**GOAL OF THE EXERCISE**
Every line in the records below between the one holding "for an index." and the one holding "1 has a zero", inclusive, is to be set down exactly; all other lines are to be left out.

**ENTRIES SHOWN**
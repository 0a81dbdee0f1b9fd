//! Horses and the herd that has to cross the river.

use std::fmt;

use crate::bank::{HorseSet, MAX_HORSES};
use crate::error::{Result, RiverCrossingError};

/// Index of a horse within its herd (0..N-1).
#[derive(Debug, Clone, Copy, PartialEq, Eq, PartialOrd, Ord, Hash)]
#[cfg_attr(feature = "serde", derive(serde::Serialize, serde::Deserialize))]
pub struct HorseId(usize);

impl HorseId {
    /// Creates a horse id from its index in the herd.
    #[inline]
    pub const fn new(index: usize) -> Self {
        Self(index)
    }

    /// Returns the index of this horse in the herd.
    #[inline]
    pub const fn index(self) -> usize {
        self.0
    }
}

impl fmt::Display for HorseId {
    fn fmt(&self, f: &mut fmt::Formatter<'_>) -> fmt::Result {
        write!(f, "#{}", self.0)
    }
}

/// A horse with its fixed single-crossing duration.
#[derive(Debug, Clone, PartialEq, Eq)]
pub struct Horse {
    id: HorseId,
    duration: u64,
    label: String,
}

impl Horse {
    /// Returns the id of this horse.
    #[inline]
    pub fn id(&self) -> HorseId {
        self.id
    }

    /// Returns the time this horse needs for one crossing.
    #[inline]
    pub fn duration(&self) -> u64 {
        self.duration
    }

    /// Returns the display label of this horse.
    pub fn label(&self) -> &str {
        &self.label
    }
}

/// The immutable, ordered collection of horses to move across.
///
/// Created once from the configuration and shared read-only by every
/// search node.
///
/// # Example
///
/// ```
/// use rivercross_core::{Herd, HorseId};
///
/// let herd = Herd::from_durations(vec![1, 2, 5, 10]).unwrap();
/// assert_eq!(herd.len(), 4);
/// assert_eq!(herd.duration(HorseId::new(2)), 5);
/// assert_eq!(herd.horse(HorseId::new(0)).label(), "A");
/// ```
#[derive(Debug, Clone, PartialEq, Eq)]
pub struct Herd {
    horses: Vec<Horse>,
}

impl Herd {
    /// Creates a herd from crossing durations and matching labels.
    ///
    /// # Errors
    ///
    /// Returns [`RiverCrossingError::Config`] if the herd is empty, larger
    /// than [`MAX_HORSES`], contains a zero duration, or the label count does
    /// not match the duration count.
    pub fn new(durations: Vec<u64>, labels: Vec<String>) -> Result<Self> {
        if durations.is_empty() {
            return Err(RiverCrossingError::Config(
                "at least one horse is required".to_string(),
            ));
        }
        if durations.len() > MAX_HORSES {
            return Err(RiverCrossingError::Config(format!(
                "at most {MAX_HORSES} horses are supported, got {}",
                durations.len()
            )));
        }
        if labels.len() != durations.len() {
            return Err(RiverCrossingError::Config(format!(
                "{} labels given for {} horses",
                labels.len(),
                durations.len()
            )));
        }
        if let Some(index) = durations.iter().position(|&d| d == 0) {
            return Err(RiverCrossingError::Config(format!(
                "horse {index} has a zero crossing time"
            )));
        }

        let horses = durations
            .into_iter()
            .zip(labels)
            .enumerate()
            .map(|(index, (duration, label))| Horse {
                id: HorseId::new(index),
                duration,
                label,
            })
            .collect();

        Ok(Self { horses })
    }

    /// Creates a herd with automatically assigned labels.
    ///
    /// Labels are `A`..`Z` for herds of up to 26 horses and `1`..`N`
    /// otherwise.
    pub fn from_durations(durations: Vec<u64>) -> Result<Self> {
        let count = durations.len();
        let labels = (0..count).map(|i| auto_label(i, count)).collect();
        Self::new(durations, labels)
    }

    /// Returns the number of horses.
    #[inline]
    pub fn len(&self) -> usize {
        self.horses.len()
    }

    /// Returns true if the herd has no horses.
    #[inline]
    pub fn is_empty(&self) -> bool {
        self.horses.is_empty()
    }

    /// Returns the horse with the given id.
    ///
    /// # Panics
    ///
    /// Panics if the id does not belong to this herd.
    #[inline]
    pub fn horse(&self, id: HorseId) -> &Horse {
        &self.horses[id.index()]
    }

    /// Returns the crossing duration of the given horse.
    #[inline]
    pub fn duration(&self, id: HorseId) -> u64 {
        self.horses[id.index()].duration
    }

    /// Returns all horses in id order.
    pub fn iter(&self) -> impl Iterator<Item = &Horse> {
        self.horses.iter()
    }

    /// Returns the set containing every horse of the herd.
    pub fn all(&self) -> HorseSet {
        HorseSet::full(self.horses.len())
    }

    /// Returns the duration of the slowest horse.
    pub fn slowest(&self) -> u64 {
        self.horses.iter().map(|h| h.duration).max().unwrap_or(0)
    }

    /// Returns the labels of the given horses, in id order.
    pub fn labels_of(&self, ids: impl IntoIterator<Item = HorseId>) -> Vec<String> {
        ids.into_iter()
            .map(|id| self.horse(id).label.clone())
            .collect()
    }
}

/// Returns the default label for horse `index` in a herd of `count` horses.
pub fn auto_label(index: usize, count: usize) -> String {
    if count <= 26 {
        letter_label(index)
    } else {
        number_label(index)
    }
}

/// Returns the letter label (`A`, `B`, ...) for an index below 26.
pub fn letter_label(index: usize) -> String {
    debug_assert!(index < 26);
    char::from(b'A' + index as u8).to_string()
}

/// Returns the 1-based numeric label for an index.
pub fn number_label(index: usize) -> String {
    (index + 1).to_string()
}

#[cfg(test)]
mod tests {
    use super::*;

    #[test]
    fn test_herd_from_durations() {
        let herd = Herd::from_durations(vec![3, 1, 4]).unwrap();

        assert_eq!(herd.len(), 3);
        assert_eq!(herd.duration(HorseId::new(0)), 3);
        assert_eq!(herd.horse(HorseId::new(2)).label(), "C");
        assert_eq!(herd.slowest(), 4);
        assert_eq!(herd.all().len(), 3);
    }

    #[test]
    fn test_herd_numeric_labels_beyond_alphabet() {
        let herd = Herd::from_durations(vec![1; 27]).unwrap();

        assert_eq!(herd.horse(HorseId::new(0)).label(), "1");
        assert_eq!(herd.horse(HorseId::new(26)).label(), "27");
    }

    #[test]
    fn test_herd_rejects_empty() {
        let err = Herd::from_durations(vec![]).unwrap_err();
        assert!(matches!(err, RiverCrossingError::Config(_)));
    }

    #[test]
    fn test_herd_rejects_zero_duration() {
        let err = Herd::from_durations(vec![1, 0]).unwrap_err();
        assert_eq!(
            err,
            RiverCrossingError::Config("horse 1 has a zero crossing time".to_string())
        );
    }

    #[test]
    fn test_herd_rejects_label_mismatch() {
        let err = Herd::new(vec![1, 2], vec!["x".to_string()]).unwrap_err();
        assert!(matches!(err, RiverCrossingError::Config(_)));
    }

    #[test]
    fn test_herd_rejects_too_many_horses() {
        let err = Herd::from_durations(vec![1; MAX_HORSES + 1]).unwrap_err();
        assert!(matches!(err, RiverCrossingError::Config(_)));
    }

    #[test]
    fn test_labels_of() {
        let herd = Herd::from_durations(vec![1, 2, 3]).unwrap();
        let labels = herd.labels_of([HorseId::new(2), HorseId::new(0)]);
        assert_eq!(labels, vec!["C".to_string(), "A".to_string()]);
    }
}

**ANSWER SECTION**
/// Returns the 1-based numeric label for an index.
pub fn number_label(index: usize) -> String {
    (index + 1).to_string()
}

#[cfg(test)]
mod tests {
    use super::*;

    #[test]
    fn test_herd_from_durations() {
        let herd = Herd::from_durations(vec![3, 1, 4]).unwrap();

        assert_eq!(herd.len(), 3);
        assert_eq!(herd.duration(HorseId::new(0)), 3);
        assert_eq!(herd.horse(HorseId::new(2)).label(), "C");
        assert_eq!(herd.slowest(), 4);
        assert_eq!(herd.all().len(), 3);
    }

    #[test]
    fn test_herd_numeric_labels_beyond_alphabet() {
        let herd = Herd::from_durations(vec![1; 27]).unwrap();

        assert_eq!(herd.horse(HorseId::new(0)).label(), "1");
        assert_eq!(herd.horse(HorseId::new(26)).label(), "27");
    }

    #[test]
    fn test_herd_rejects_empty() {
        let err = Herd::from_durations(vec![]).unwrap_err();
        assert!(matches!(err, RiverCrossingError::Config(_)));
    }

    #[test]
    fn test_herd_rejects_zero_duration() {
        let err = Herd::from_durations(vec![1, 0]).unwrap_err();
        assert_eq!(
            err,
            RiverCrossingError::Config("horse 1 has a zero crossing time".to_string())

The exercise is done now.